In a normal person, right lung contributes 55% of lung function due to the presence of three lobes. However it is well known that remaining lung tissue expands its alveolar capacity following pneumonectomy (5). This compensatory growth has been attributed to stimulus by shear stress which leads to pulmonary fibroblast differentiation and neoalveoalization.
Other than compensatory inflation of the remaining lung, there are significant changes involving other intrathoracic organs (heart, esophagus, hemidiaphragm, chest wall). These changes become more profound with time and there are significant differences between adults and children.

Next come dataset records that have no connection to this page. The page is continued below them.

//! Shared state and error mapping for the JSON API.

use std::sync::Arc;

use axum::{
    http::StatusCode,
    response::{IntoResponse, Json, Response},
};
use devis_core::config::{AppConfig, CompanyConfig};
use devis_core::{ApplicationError, DomainError};
use devis_db::repositories::{
    LaborRepository, MaterialRepository, SqlLaborRepository, SqlMaterialRepository,
    SqlQuoteRepository, SqlTemplateRepository, TemplateRepository,
};
use devis_db::DbPool;
use serde::Serialize;
use tracing::warn;

use crate::pdf::PdfGenerator;
use crate::workspace::QuoteWorkspace;

#[derive(Clone)]
pub struct AppState {
    pub materials: Arc<dyn MaterialRepository>,
    pub labor: Arc<dyn LaborRepository>,
    pub templates: Arc<dyn TemplateRepository>,
    pub workspace: Arc<QuoteWorkspace>,
    pub pdf: Arc<PdfGenerator>,
    pub company: CompanyConfig,
}

impl AppState {
    pub fn new(db_pool: DbPool, config: &AppConfig) -> Self {
        let pdf = match PdfGenerator::new(&config.pdf) {
            Ok(generator) => generator,
            Err(error) => {
                warn!(error = %error, "filesystem quote templates unavailable, using embedded template");
                PdfGenerator::with_embedded_templates()
            }
        };

        Self {
            materials: Arc::new(SqlMaterialRepository::new(db_pool.clone())),
            labor: Arc::new(SqlLaborRepository::new(db_pool.clone())),
            templates: Arc::new(SqlTemplateRepository::new(db_pool.clone())),
            workspace: Arc::new(QuoteWorkspace::new(Arc::new(SqlQuoteRepository::new(db_pool)))),
            pdf: Arc::new(pdf),
            company: config.company.clone(),
        }
    }
}

#[cfg(test)]
impl AppState {
    /// State backed by in-memory repositories, for handler tests.
    pub fn in_memory() -> Self {
        use devis_core::Market;
        use devis_db::repositories::{
            InMemoryLaborRepository, InMemoryMaterialRepository, InMemoryQuoteRepository,
            InMemoryTemplateRepository,
        };

        Self {
            materials: Arc::new(InMemoryMaterialRepository::default()),
            labor: Arc::new(InMemoryLaborRepository::default()),
            templates: Arc::new(InMemoryTemplateRepository::default()),
            workspace: Arc::new(QuoteWorkspace::new(Arc::new(
                InMemoryQuoteRepository::default(),
            ))),
            pdf: Arc::new(PdfGenerator::with_embedded_templates()),
            company: CompanyConfig {
                name: "Devis Test".to_string(),
                address: "1 rue du Test".to_string(),
                phone: None,
                email: None,
                vat_number: None,
                default_market: Market::Luxembourg,
                default_iva: rust_decimal::Decimal::new(17, 0),
                default_validity_days: 30,
                default_payment_conditions: None,
                currency: "EUR".to_string(),
            },
        }
    }
}

#[derive(Debug, Serialize)]
pub struct ErrorBody {
    pub error: String,
}

/// API-facing error wrapper. Domain failures map to client status codes,
/// infrastructure failures to 5xx.
#[derive(Debug)]
pub struct ApiError(pub ApplicationError);

impl From<ApplicationError> for ApiError {
    fn from(error: ApplicationError) -> Self {
        Self(error)
    }
}

impl From<DomainError> for ApiError {
    fn from(error: DomainError) -> Self {
        Self(ApplicationError::Domain(error))
    }
}

impl IntoResponse for ApiError {
    fn into_response(self) -> Response {
        let status = match &self.0 {
            ApplicationError::Domain(DomainError::Validation(_)) => StatusCode::BAD_REQUEST,
            ApplicationError::Domain(DomainError::InvalidStatusTransition { .. }) => {
                StatusCode::CONFLICT
            }
            ApplicationError::Domain(DomainError::NotEditable(_)) => StatusCode::CONFLICT,
            ApplicationError::Domain(DomainError::SystemTemplateProtected) => {
                StatusCode::FORBIDDEN
            }
            ApplicationError::NotFound(_) => StatusCode::NOT_FOUND,
            ApplicationError::Persistence(_) => StatusCode::SERVICE_UNAVAILABLE,
            ApplicationError::Configuration(_) => StatusCode::INTERNAL_SERVER_ERROR,
        };

        let message = if status.is_server_error() || status == StatusCode::SERVICE_UNAVAILABLE {
            warn!(error = %self.0, "request failed on infrastructure error");
            self.0.user_message().to_string()
        } else {
            self.0.to_string()
        };

        (status, Json(ErrorBody { error: message })).into_response()
    }
}

pub fn persistence_error(error: devis_db::repositories::RepositoryError) -> ApiError {
    ApiError(ApplicationError::Persistence(error.to_string()))
}

pub fn not_found(what: &str, id: &str) -> ApiError {
    ApiError(ApplicationError::NotFound(format!("{what} {id}")))
}

#[cfg(test)]
mod tests {
    use axum::http::StatusCode;
    use axum::response::IntoResponse;
    use devis_core::{ApplicationError, DomainError, QuoteStatus};

    use super::ApiError;

    #[test]
    fn domain_errors_map_to_client_status_codes() {
        let cases = [
            (DomainError::Validation("name must not be blank".to_string()), StatusCode::BAD_REQUEST),
            (
                DomainError::InvalidStatusTransition {
                    from: QuoteStatus::Draft,
                    to: QuoteStatus::Accepted,
                },
                StatusCode::CONFLICT,
            ),
            (DomainError::NotEditable("Q-2026-004".to_string()), StatusCode::CONFLICT),
            (DomainError::SystemTemplateProtected, StatusCode::FORBIDDEN),
        ];

        for (error, expected) in cases {
            let response = ApiError::from(error).into_response();
            assert_eq!(response.status(), expected);
        }
    }

    #[test]
    fn infrastructure_errors_hide_details() {
        let response =
            ApiError(ApplicationError::Persistence("disk full at /var/db".to_string()))
                .into_response();
        assert_eq!(response.status(), StatusCode::SERVICE_UNAVAILABLE);
    }

    #[test]
    fn missing_resources_are_not_found() {
        let response = super::not_found("quote", "q-123").into_response();
        assert_eq!(response.status(), StatusCode::NOT_FOUND);
    }
}
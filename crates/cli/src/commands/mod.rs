pub mod config;
pub mod doctor;
pub mod migrate;
pub mod seed;

use serde::Serialize;

#[derive(Debug, Clone)]
pub struct CommandResult {
    pub exit_code: u8,
    pub output: String,
}

#[derive(Debug, Serialize)]
struct CommandOutcome {
    command: String,
    status: String,
    error_class: Option<String>,
    message: String,
}

impl CommandResult {
    pub fn success(command: &str, message: impl Into<String>) -> Self {
        let payload = CommandOutcome {
            command: command.to_string(),
            status: "ok".to_string(),
            error_class: None,
            message: message.into(),
        };
        Self { exit_code: 0, output: serialize_payload(payload) }
    }

    pub fn failure(
        command: &str,
        error_class: &str,
        message: impl Into<String>,
        exit_code: u8,
    ) -> Self {
        let payload = CommandOutcome {
            command: command.to_string(),
            status: "error".to_string(),
            error_class: Some(error_class.to_string()),
            message: message.into(),
        };
        Self { exit_code, output: serialize_payload(payload) }
    }
}

fn serialize_payload(payload: CommandOutcome) -> String {
    serde_json::to_string(&payload).unwrap_or_else(|error| {
        format!(
            "{{\"command\":\"unknown\",\"status\":\"error\",\"error_class\":\"serialization\",\"message\":\"{}\"}}",
            error.to_string().replace('\\', "\\\\").replace('"', "\\\"")
        )
    })
}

This article analyzes those physiologic changes following pneumonectomy.
Changes in pulmonary physiology
In adults
Removal of a single lung leads to a significant loss of pulmonary function. Deterioration in lung function is affected by several factors. Patient’s age, preoperative pulmonary function, time after pneumonectomy and right/left pneumonectomy are important (Figure 1) (6).
One of the early studies analyzed effect of thoracotomy on lung function 3–6 months after surgery (7). The patients underwent different magnitudes of lung resection. Only 13 out of 106 patients underwent pneumonectomy. While thoracotomy and wedge resection did not cause a significant decrease in exercise capacity, pneumonectomy caused a 28% decrease. In this study, forced expiratory volume in one-second (FEV1) decreased from 2.38±0.23 to 1.59±0.12 L without a significant change in oxygen saturation.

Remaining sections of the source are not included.